For followers of the energy business these are truly remarkable times, especially as it was only a few years ago that the debate was dominated by concern about the arrival of ‘Peak Oil’ with its forecast of a fall in the supply of liquid fuels and soaring prices.
What’s happened is fairly well known. Global economic growth slowed just as the US regained its status as one of the world’s biggest producers of oil, and gas became the “go to” fuel favoured by governments, which has triggered a worldwide surge in gas projects and a boom in LNG trading.
The question that is keeping a lot of people awake in countries which depend on oil and gas sales to fund their budgets is a complex one because if there are to be Glencore-style cuts to oil production who will take the lead?
A few years ago, in the era of Peak Oil, it was the job of the Organisation of Petroleum Exporting Countries to adjust the flowrates of liquid fuels into the markets, either by cutting when the price fell, or boosting output when the price rose too high and started to effect economic growth.
Today OPEC is a pale imitation of its original self, thanks to rising output by countries that are not members of the oil club, new sources of supply such as North American unconventional petroleum, and the rise of global gas trading.
Within the ranks of OPEC there are countries that could send an oil price signal similar to the one sent by Glencore in the coal industry.
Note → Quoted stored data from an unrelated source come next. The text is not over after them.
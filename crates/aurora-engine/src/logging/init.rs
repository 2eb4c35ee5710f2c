use std::sync::OnceLock;

use env_logger::{Builder, Env};

/// Filter used when neither the config nor `RUST_LOG` names one.
pub const DEFAULT_FILTER: &str = "info,wgpu_core=warn,wgpu_hal=warn,naga=warn";

/// Logger setup for the viewer and tools.
#[derive(Debug, Clone, Default)]
pub struct LoggingConfig {
    /// `env_logger` filter directives; overrides `RUST_LOG` when set.
    pub filter: Option<String>,
    /// Omit timestamps, e.g. when output is captured by another tool.
    pub plain: bool,
}

static INSTALLED: OnceLock<bool> = OnceLock::new();

/// Installs the global logger. Only the first call has an effect.
///
/// Returns `false` when another logger was already registered, as happens
/// under test harnesses that install their own.
pub fn init_logging(config: LoggingConfig) -> bool {
    *INSTALLED.get_or_init(|| {
        let mut builder = Builder::from_env(Env::default().default_filter_or(DEFAULT_FILTER));
        if let Some(filter) = &config.filter {
            builder.parse_filters(filter);
        }
        if config.plain {
            builder.format_timestamp(None);
        }

        let installed = builder.try_init().is_ok();
        if installed {
            log::debug!("logger installed");
        }
        installed
    })
}

#[cfg(test)]
mod tests {
    use super::*;

    #[test]
    fn second_call_returns_the_first_result() {
        let first = init_logging(LoggingConfig {
            plain: true,
            ..LoggingConfig::default()
        });
        assert_eq!(init_logging(LoggingConfig::default()), first);
    }
}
Saudi Arabia, for example, could limit exports for a few weeks, and while that might not drain the world’s lake of surplus oil it would send a powerful signal.
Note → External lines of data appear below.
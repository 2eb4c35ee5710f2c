//! Procedural demo geometry.

use aurora_engine::mesh::MeshData;
use glam::Vec3;

const FLOOR_Y: f32 = -0.5;
const PILLAR_HEIGHT: f32 = 3.5;
const PILLAR_HALF_WIDTH: f32 = 0.35;

/// Floor slab, two rows of pillars along x and a plinth under the light row.
pub fn colonnade() -> MeshData {
    let mut mesh = MeshData::aabb(
        Vec3::new(-14.0, FLOOR_Y - 0.25, -7.0),
        Vec3::new(14.0, FLOOR_Y, 7.0),
    );

    for i in 0..7 {
        let x = -12.0 + i as f32 * 4.0;
        for z in [-3.5, 3.5] {
            mesh.merge(&pillar(Vec3::new(x, FLOOR_Y, z)));
        }
    }

    mesh.merge(&MeshData::aabb(
        Vec3::new(-1.5, FLOOR_Y, -1.0),
        Vec3::new(1.5, FLOOR_Y + 0.4, 1.0),
    ));
    mesh
}

fn pillar(base: Vec3) -> MeshData {
    let h = PILLAR_HALF_WIDTH;
    let mut pillar = MeshData::aabb(
        base + Vec3::new(-h, 0.0, -h),
        base + Vec3::new(h, PILLAR_HEIGHT, h),
    );
    // capital
    pillar.merge(&MeshData::aabb(
        base + Vec3::new(-h - 0.15, PILLAR_HEIGHT, -h - 0.15),
        base + Vec3::new(h + 0.15, PILLAR_HEIGHT + 0.25, h + 0.15),
    ));
    pillar
}

#[cfg(test)]
mod tests {
    use super::*;

    #[test]
    fn colonnade_is_slab_pillars_and_plinth() {
        let cube = MeshData::cube(1.0).triangle_count();
        // slab + 14 pillars of two boxes + plinth
        assert_eq!(colonnade().triangle_count(), cube * (1 + 14 * 2 + 1));
    }

    #[test]
    fn floor_top_is_at_floor_height() {
        let top = colonnade()
            .vertices
            .iter()
            .filter(|v| v.normal == [0.0, 1.0, 0.0])
            .map(|v| v.position[1])
            .fold(f32::INFINITY, f32::min);
        assert_eq!(top, FLOOR_Y);
    }
}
The next few weeks are critical for the oil price, OPEC and other countries heavily dependent on the export of oil and gas.
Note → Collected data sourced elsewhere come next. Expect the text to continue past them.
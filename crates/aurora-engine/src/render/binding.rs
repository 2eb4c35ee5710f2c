//! Scoped framebuffer bindings.
//!
//! A `FramebufferBinding` opens a render pass over a set of attachments and
//! records what is bound in a `BindingState`. Pipelines declare how many of
//! the color attachments they write (the draw-buffer count); the binding
//! rejects a pipeline that writes more than is attached. Dropping the binding
//! ends the pass and restores the previous record.

use std::ops::Range;

use super::error::{RenderError, RenderResult};
use super::targets::TargetId;

/// Anything a color or depth slot can point at.
#[derive(Debug, Copy, Clone, Eq, PartialEq, Hash)]
pub enum Attachment {
    Target(TargetId),
    /// The caller-provided output image (swapchain or capture texture).
    Output,
}

/// What is bound while a `FramebufferBinding` is alive.
#[derive(Debug, Clone, Eq, PartialEq)]
pub struct BindingRecord {
    pub label: &'static str,
    pub colors: Vec<Attachment>,
    pub depth: Option<Attachment>,
    /// Color attachments written by the active pipeline.
    pub draw_buffers: u32,
}

/// One draw issued through a binding.
#[derive(Debug, Clone, Eq, PartialEq)]
pub struct DrawRecord {
    pub framebuffer: &'static str,
    pub pipeline: &'static str,
    pub draw_buffers: u32,
}

/// Bookkeeping shared by all bindings of a frame.
#[derive(Debug, Default)]
pub struct BindingState {
    current: Option<BindingRecord>,
    saved: Vec<Option<BindingRecord>>,
    bound: Vec<BindingRecord>,
    draws: Vec<DrawRecord>,
}

impl BindingState {
    pub fn current(&self) -> Option<&BindingRecord> {
        self.current.as_ref()
    }

    /// Draw-buffer count of the active binding, 0 when nothing is bound.
    pub fn draw_buffers(&self) -> u32 {
        self.current.as_ref().map_or(0, |r| r.draw_buffers)
    }

    /// Every binding opened since the last `begin_frame`, in order.
    pub fn bound(&self) -> &[BindingRecord] {
        &self.bound
    }

    /// Every draw issued since the last `begin_frame`, in order.
    pub fn draws(&self) -> &[DrawRecord] {
        &self.draws
    }

    pub fn begin_frame(&mut self) {
        debug_assert!(self.current.is_none(), "binding left open across frames");
        self.bound.clear();
        self.draws.clear();
    }

    fn push(&mut self, record: BindingRecord) {
        self.bound.push(record.clone());
        let previous = self.current.replace(record);
        self.saved.push(previous);
    }

    fn pop(&mut self) {
        self.current = self.saved.pop().flatten();
    }

    fn set_draw_buffers(&mut self, count: u32) -> &'static str {
        match self.current.as_mut() {
            Some(record) => {
                record.draw_buffers = count;
                record.label
            }
            None => "<unbound>",
        }
    }
}

/// A pipeline together with the number of color attachments it writes.
pub struct PassPipeline {
    pub label: &'static str,
    pub pipeline: wgpu::RenderPipeline,
    pub draw_buffers: u32,
}

/// Color attachment request.
pub struct ColorTarget<'v> {
    pub id: Attachment,
    pub view: &'v wgpu::TextureView,
    /// Clear color, or `None` to keep existing contents.
    pub clear: Option<wgpu::Color>,
}

/// Depth attachment request, always cleared to `clear`.
pub struct DepthTarget<'v> {
    pub id: Attachment,
    pub view: &'v wgpu::TextureView,
    pub clear: f32,
}

/// Active render pass bound to a set of attachments.
pub struct FramebufferBinding<'e, 's> {
    pass: wgpu::RenderPass<'e>,
    state: &'s mut BindingState,
    attached: u32,
    active_pipeline: Option<&'static str>,
}

impl<'e, 's> FramebufferBinding<'e, 's> {
    /// Begins a render pass over `colors` (+ optional depth).
    ///
    /// The draw-buffer count starts at the number of color attachments.
    pub fn begin(
        encoder: &'e mut wgpu::CommandEncoder,
        state: &'s mut BindingState,
        label: &'static str,
        colors: &[ColorTarget<'_>],
        depth: Option<DepthTarget<'_>>,
    ) -> Self {
        let color_attachments: Vec<Option<wgpu::RenderPassColorAttachment<'_>>> = colors
            .iter()
            .map(|c| {
                Some(wgpu::RenderPassColorAttachment {
                    view: c.view,
                    resolve_target: None,
                    ops: wgpu::Operations {
                        load: c.clear.map_or(wgpu::LoadOp::Load, wgpu::LoadOp::Clear),
                        store: wgpu::StoreOp::Store,
                    },
                    depth_slice: None,
                })
            })
            .collect();

        let depth_stencil_attachment =
            depth
                .as_ref()
                .map(|d| wgpu::RenderPassDepthStencilAttachment {
                    view: d.view,
                    depth_ops: Some(wgpu::Operations {
                        load: wgpu::LoadOp::Clear(d.clear),
                        store: wgpu::StoreOp::Discard,
                    }),
                    stencil_ops: None,
                });

        let pass = encoder.begin_render_pass(&wgpu::RenderPassDescriptor {
            label: Some(label),
            color_attachments: &color_attachments,
            depth_stencil_attachment,
            timestamp_writes: None,
            occlusion_query_set: None,
            multiview_mask: None,
        });

        let attached = colors.len() as u32;
        state.push(BindingRecord {
            label,
            colors: colors.iter().map(|c| c.id).collect(),
            depth: depth.map(|d| d.id),
            draw_buffers: attached,
        });
        log::trace!("bound framebuffer `{label}` ({attached} color)");

        Self {
            pass,
            state,
            attached,
            active_pipeline: None,
        }
    }

    /// Activates `pipeline` and narrows the draw-buffer count to what it writes.
    pub fn use_pipeline(&mut self, pipeline: &PassPipeline) -> RenderResult<()> {
        check_draw_buffers(pipeline.label, pipeline.draw_buffers, self.attached)?;
        self.state.set_draw_buffers(pipeline.draw_buffers);
        self.pass.set_pipeline(&pipeline.pipeline);
        self.active_pipeline = Some(pipeline.label);
        Ok(())
    }

    pub fn pass(&mut self) -> &mut wgpu::RenderPass<'e> {
        &mut self.pass
    }

    /// Issues an indexed draw and logs it against the active pipeline.
    pub fn draw_indexed(&mut self, indices: Range<u32>, instances: Range<u32>) {
        self.record_draw();
        self.pass.draw_indexed(indices, 0, instances);
    }

    /// Draws the full-surface triangle (no vertex buffers).
    pub fn draw_fullscreen(&mut self) {
        self.record_draw();
        self.pass.draw(0..3, 0..1);
    }

    fn record_draw(&mut self) {
        let framebuffer = self.state.current().map_or("<unbound>", |r| r.label);
        let draw = DrawRecord {
            framebuffer,
            pipeline: self.active_pipeline.unwrap_or("<none>"),
            draw_buffers: self.state.draw_buffers(),
        };
        self.state.draws.push(draw);
    }
}

fn check_draw_buffers(pipeline: &'static str, writes: u32, bound: u32) -> RenderResult<()> {
    if writes > bound {
        return Err(RenderError::DrawBuffers {
            pipeline,
            writes,
            bound,
        });
    }
    Ok(())
}

impl Drop for FramebufferBinding<'_, '_> {
    fn drop(&mut self) {
        self.state.pop();
    }
}

#[cfg(test)]
mod tests {
    use super::*;

    fn record(label: &'static str, colors: &[Attachment], draw_buffers: u32) -> BindingRecord {
        BindingRecord {
            label,
            colors: colors.to_vec(),
            depth: None,
            draw_buffers,
        }
    }

    #[test]
    fn nested_binding_restores_previous() {
        let mut state = BindingState::default();
        state.begin_frame();
        assert_eq!(state.draw_buffers(), 0);

        let scene = [
            Attachment::Target(TargetId::HdrColor),
            Attachment::Target(TargetId::BrightColor),
        ];
        state.push(record("scene", &scene, 2));
        state.push(record("blur", &[Attachment::Target(TargetId::Blur0)], 1));
        assert_eq!(state.draw_buffers(), 1);

        state.pop();
        assert_eq!(state.current().map(|r| r.label), Some("scene"));
        assert_eq!(state.draw_buffers(), 2);

        state.pop();
        assert!(state.current().is_none());
        assert_eq!(state.bound().len(), 2);
    }

    #[test]
    fn draw_buffer_changes_stay_on_the_active_record() {
        let mut state = BindingState::default();
        state.push(record("scene", &[Attachment::Output], 2));
        assert_eq!(state.set_draw_buffers(1), "scene");
        assert_eq!(state.draw_buffers(), 1);
        // The history keeps the count the binding was opened with.
        assert_eq!(state.bound()[0].draw_buffers, 2);
        state.pop();
        assert_eq!(state.set_draw_buffers(1), "<unbound>");
    }

    #[test]
    fn pipeline_may_not_write_more_than_is_bound() {
        assert!(check_draw_buffers("emissive", 2, 2).is_ok());
        assert!(check_draw_buffers("scene lit", 1, 2).is_ok());
        match check_draw_buffers("emissive", 2, 1) {
            Err(RenderError::DrawBuffers {
                pipeline,
                writes,
                bound,
            }) => assert_eq!((pipeline, writes, bound), ("emissive", 2, 1)),
            other => panic!("unexpected {other:?}"),
        }
    }

    #[test]
    fn begin_frame_clears_history() {
        let mut state = BindingState::default();
        state.push(record("a", &[Attachment::Output], 1));
        state.pop();
        state.begin_frame();
        assert!(state.bound().is_empty());
        assert!(state.draws().is_empty());
    }
}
Agreement on a solution is likely to be devilishly tricky because Saudi Arabia might chose to take on a Glencore-like leadership role though it, like other OPEC members, has grown to be enormously dependent on high rates of production and a high price to balance its budget.
And that’s where the oil glut and falling price could trigger dramatic geopolitical events.
Venezuela, for example, is close to economic collapse, having made a series of monumentally foolish decisions over the past 20 years that have inhibited oil and gas production despite the government needing revenue from the industry to pay for its social welfare policies.
Russia is another big oil producer sliding towards a crisis as political decisions and meddling in the affairs of neighbouring countries has seen its critically important petroleum industry whacked with punitive sanctions that are adding insult to the injury of lower oil prices.
Right now there is a balancing act underway in the oil world with countries that need oil revenue holding their breath and hoping that something changes, or that a Glencore-like circuit breaker can be manufactured.
Within OPEC there is a crisis brewing too, because most of its members are facing a politically destabilising budget crisis over the next 6-12 months, and while they all know that a production cut now would help boost the oil price no-one dares make the first move.
Whether a “catastrophic” plunge in the oil price is just around the corner, as Russia’s president Vladimir Putin warned at the G20 summit in Brisbane, remains to be seen, but it is a possibility without someone first cutting production.
However, even if a production cut is achieved tomorrow, the tougher questions are:
- Who’s next on the takeover block, because the Halliburton move on Baker Hughes will not be the last in the merger activity triggered by falling revenues in the corporate world.